Description of the task :: Pull out of the data below the stretch of lines bounded by the one containing "let queue = if" and the one containing "if let Some(entry) = index.fallback.peek().copied()", both bounds included, unchanged.

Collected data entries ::
§

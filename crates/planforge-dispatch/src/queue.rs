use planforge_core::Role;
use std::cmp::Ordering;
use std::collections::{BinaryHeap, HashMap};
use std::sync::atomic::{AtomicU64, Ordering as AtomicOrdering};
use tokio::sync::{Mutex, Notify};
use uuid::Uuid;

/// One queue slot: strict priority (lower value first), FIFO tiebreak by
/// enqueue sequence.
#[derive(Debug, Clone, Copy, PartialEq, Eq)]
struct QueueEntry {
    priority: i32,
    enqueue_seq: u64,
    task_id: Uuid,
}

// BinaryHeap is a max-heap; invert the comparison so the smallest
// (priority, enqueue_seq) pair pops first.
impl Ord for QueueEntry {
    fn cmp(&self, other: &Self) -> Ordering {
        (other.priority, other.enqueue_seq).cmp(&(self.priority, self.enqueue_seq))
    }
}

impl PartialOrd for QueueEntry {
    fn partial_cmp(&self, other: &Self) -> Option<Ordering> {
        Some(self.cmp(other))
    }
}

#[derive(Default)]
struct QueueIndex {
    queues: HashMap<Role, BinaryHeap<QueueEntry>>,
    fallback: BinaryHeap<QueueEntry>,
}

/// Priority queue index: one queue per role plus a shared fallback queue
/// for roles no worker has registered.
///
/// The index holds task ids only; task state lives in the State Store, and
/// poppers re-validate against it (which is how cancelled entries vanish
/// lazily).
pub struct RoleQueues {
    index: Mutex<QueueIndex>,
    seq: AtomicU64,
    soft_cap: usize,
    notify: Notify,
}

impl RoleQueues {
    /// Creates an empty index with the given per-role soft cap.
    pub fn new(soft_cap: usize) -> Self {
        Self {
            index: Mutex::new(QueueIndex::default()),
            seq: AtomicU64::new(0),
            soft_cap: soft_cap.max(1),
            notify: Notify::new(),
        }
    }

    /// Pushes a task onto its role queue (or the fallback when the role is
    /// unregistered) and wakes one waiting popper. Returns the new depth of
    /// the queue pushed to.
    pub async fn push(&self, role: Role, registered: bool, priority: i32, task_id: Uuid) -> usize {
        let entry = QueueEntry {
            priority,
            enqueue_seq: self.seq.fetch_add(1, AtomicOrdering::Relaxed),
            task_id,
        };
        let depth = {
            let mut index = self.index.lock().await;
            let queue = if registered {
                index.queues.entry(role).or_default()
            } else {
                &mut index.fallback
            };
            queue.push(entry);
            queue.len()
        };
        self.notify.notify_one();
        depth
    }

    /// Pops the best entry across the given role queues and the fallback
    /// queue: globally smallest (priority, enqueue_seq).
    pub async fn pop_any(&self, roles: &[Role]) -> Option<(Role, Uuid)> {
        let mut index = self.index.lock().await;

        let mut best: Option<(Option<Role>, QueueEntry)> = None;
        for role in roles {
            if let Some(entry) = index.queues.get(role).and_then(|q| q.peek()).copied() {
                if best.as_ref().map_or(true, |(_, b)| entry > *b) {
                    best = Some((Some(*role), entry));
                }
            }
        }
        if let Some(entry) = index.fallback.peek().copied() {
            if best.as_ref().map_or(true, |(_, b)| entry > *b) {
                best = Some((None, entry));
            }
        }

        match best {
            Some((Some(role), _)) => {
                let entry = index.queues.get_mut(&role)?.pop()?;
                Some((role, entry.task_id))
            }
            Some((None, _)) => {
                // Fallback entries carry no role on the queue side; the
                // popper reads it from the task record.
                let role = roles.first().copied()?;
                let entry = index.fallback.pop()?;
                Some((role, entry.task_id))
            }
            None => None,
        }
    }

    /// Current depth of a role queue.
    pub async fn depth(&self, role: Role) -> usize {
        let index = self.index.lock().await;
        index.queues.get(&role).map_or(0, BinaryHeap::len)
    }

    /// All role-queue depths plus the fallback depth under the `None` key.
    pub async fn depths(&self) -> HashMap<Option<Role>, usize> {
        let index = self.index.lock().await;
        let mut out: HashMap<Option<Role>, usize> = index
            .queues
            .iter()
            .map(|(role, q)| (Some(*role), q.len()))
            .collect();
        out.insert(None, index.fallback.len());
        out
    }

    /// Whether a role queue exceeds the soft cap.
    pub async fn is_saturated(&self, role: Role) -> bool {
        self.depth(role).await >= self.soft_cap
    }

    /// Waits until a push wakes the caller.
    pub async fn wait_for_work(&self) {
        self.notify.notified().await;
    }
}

§

Response ::
            let queue = if registered {
                index.queues.entry(role).or_default()
            } else {
                &mut index.fallback
            };
            queue.push(entry);
            queue.len()
        };
        self.notify.notify_one();
        depth
    }

    /// Pops the best entry across the given role queues and the fallback
    /// queue: globally smallest (priority, enqueue_seq).
    pub async fn pop_any(&self, roles: &[Role]) -> Option<(Role, Uuid)> {
        let mut index = self.index.lock().await;

        let mut best: Option<(Option<Role>, QueueEntry)> = None;
        for role in roles {
            if let Some(entry) = index.queues.get(role).and_then(|q| q.peek()).copied() {
                if best.as_ref().map_or(true, |(_, b)| entry > *b) {
                    best = Some((Some(*role), entry));
                }
            }
        }
        if let Some(entry) = index.fallback.peek().copied() {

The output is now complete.